UN warns 90% of Syrians live below poverty line, while millions face food aid cuts

UNITED NATIONS (AP) — The UN humanitarian chief warned on Thursday that Syria’s 12-year conflict has pushed 90% of its population below the poverty line and millions of people are at risk of seeing their food aid cut on Thursday. next month due to lack of funding.

Martin Griffiths said the UN’s $5.4 billion humanitarian appeal for Syria – the largest in the world – is only 12% funded, meaning that emergency food aid for millions of Syrians could be reduced by 40% in July.

Griffiths delivered the grim news to the UN Security Council along with a call for members to renew the expiring authorization to deliver aid to the rebel-held country’s northwest from Turkey. July 10.

But Russia’s UN ambassador, whose country is Syria’s most important ally, called cross-border aid deliveries a “zero-sum game” that undermines Syria’s sovereignty, discriminates against government-controlled territories and fuels illegal armed groups, including “terrorists in Idlib”. .”

The uprising turned conflict in Syria, now in its 13th year, has killed nearly half a million people and displaced half of its pre-war population of 23 million. A deadly 7.8 magnitude earthquake shook large swaths of Syria in February, further deepening its misery.

Griffiths, the under-secretary-general for humanitarian affairs who returned from Damascus on Wednesday, said the Syrian people faced “profound humanitarian challenges”. little fuel in their stoves and little water in their homes” and their difficulties come at a time when the UN and its humanitarian partners have limited means to help them.

Russian Ambassador Vassily Nebenzia said the $397 million emergency humanitarian appeal to help earthquake victims was funded in the first few months, but the global appeal of the UN for Syria was only 12% funded at the end of June. And he accused the United States and its allies of spending far more on arms for Ukraine than the $55 billion the UN is seeking for global humanitarian needs this year, saying “it spells out Western priorities very clearly.” “.

Britain’s UN ambassador Barbara Woodward has countered that the UK’s pledge of $190 million on June 15 had taken its contribution to Syria to more than $4.8 billion so far and has said: “I look forward to Russia announcing its contribution in due course after the recent announcement that Russia is spending 2 billion a year on the Wagner Group.
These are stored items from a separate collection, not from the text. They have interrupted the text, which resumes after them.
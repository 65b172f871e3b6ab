//! Solution container: grid, conserved field, aux field and time.

use crate::error::SolverError;
use crate::mesh::Grid1D;

use super::Field;

/// Solution on a 1D grid.
///
/// `q` and `aux` hold physical cells only; ghost cells are produced by the
/// field provider for each stage and never stored here.
#[derive(Clone, Debug)]
pub struct Solution {
    /// The grid the solution lives on
    pub grid: Grid1D,
    /// Conserved quantities, one state vector per cell
    pub q: Field,
    /// Optional auxiliary parameters per cell
    pub aux: Option<Field>,
    /// Current time
    pub t: f64,
}

impl Solution {
    /// Create a zero solution with n_eqn conserved quantities at t = 0.
    pub fn new(grid: Grid1D, n_eqn: usize) -> Self {
        Self {
            grid,
            q: Field::new(grid.n_cells, n_eqn),
            aux: None,
            t: 0.0,
        }
    }

    /// Create a solution from an existing field.
    pub fn from_field(grid: Grid1D, q: Field) -> Result<Self, SolverError> {
        if q.n_cells != grid.n_cells {
            return Err(SolverError::dimension_mismatch(
                format!("{} cells", grid.n_cells),
                format!("{} cells", q.n_cells),
            ));
        }
        Ok(Self {
            grid,
            q,
            aux: None,
            t: 0.0,
        })
    }

    /// Attach an auxiliary field.
    pub fn with_aux(mut self, aux: Field) -> Result<Self, SolverError> {
        if aux.n_cells != self.grid.n_cells {
            return Err(SolverError::dimension_mismatch(
                format!("{} aux cells", self.grid.n_cells),
                format!("{} aux cells", aux.n_cells),
            ));
        }
        self.aux = Some(aux);
        Ok(self)
    }

    /// Set the starting time.
    pub fn with_time(mut self, t: f64) -> Self {
        self.t = t;
        self
    }

    /// Set the solution from a function of the cell centre.
    ///
    /// `f(x, state)` fills the state vector at position x.
    pub fn set_from_function<F>(&mut self, f: F)
    where
        F: Fn(f64, &mut [f64]),
    {
        for i in 0..self.grid.n_cells {
            let x = self.grid.center(i);
            f(x, self.q.cell_mut(i));
        }
    }

    /// Number of conserved quantities.
    pub fn n_eqn(&self) -> usize {
        self.q.n_eqn
    }
}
Russian President Vladimir Putin said on Tuesday, after Wagner mercenary group founder Yevgeny Prigozhin and his forces staged a revolt inside Russia, that Wagner and his founder received nearly $2 billion. of the Russian government over the past year.

Woodward, who traveled to the Turkish-Syrian border earlier this month, echoed Secretary-General Antonio Guterres’ call for a 12-month extension of the authorization to channel cross-border aid to ensure humanitarian access to 4.1 million people in northwestern Syria.

In January, the council approved a resolution extending humanitarian aid deliveries to Idlib for six months until July 10, as demanded by Russia. Many refugees in the region have been internally displaced by the conflict. The resolution allowed aid deliveries to continue through the Bab al-Hawa crossing point, but after the earthquake Syrian President Bashar Assad allowed aid to pass through two additional crossing points at Bab al-Hawa. Salameh and al-Rai.

US Deputy Ambassador Jeffrey DeLaurentis, who said the US made its biggest ever commitment to Syria of $920 million on June 15, called it “essential” to keep the three crossings open for a while. 12 months. He cited Guterres’ latest report which said anything less would be insufficient to meet the humanitarian needs in the northwest, which have never been greater. The UN chief called it a “moral and humanitarian imperative”.

Russia and Syria have been pushing for aid deliveries to the northwest across conflict lines and UN aid chief Griffiths said a 10-truck convoy from Aleppo had recently traveled from Aleppo to Idlib safely, with help for some 22,000 people. But Russia’s Nebenzia dismissed it as the only crossover delivery in the past six months “clearly timed to coincide with today’s meeting”.

“Do you seriously expect us to consider the cross-border convoy situation satisfactory after this?” he asked.

Griffiths said expanding early recovery programs – another key Syrian and Russian demand – “is the best chance for the humanitarian community to support the future of the Syrian people.”

He called for a stronger international consensus on the importance of these programs and for a relaxation of the rules to allow not only vocational training but the mentoring of young people, the construction of irrigation systems without qualifying them as projects of ” development”, and the opening of schools, whether or not they are qualified as “rehabilitated” or “rebuilt”.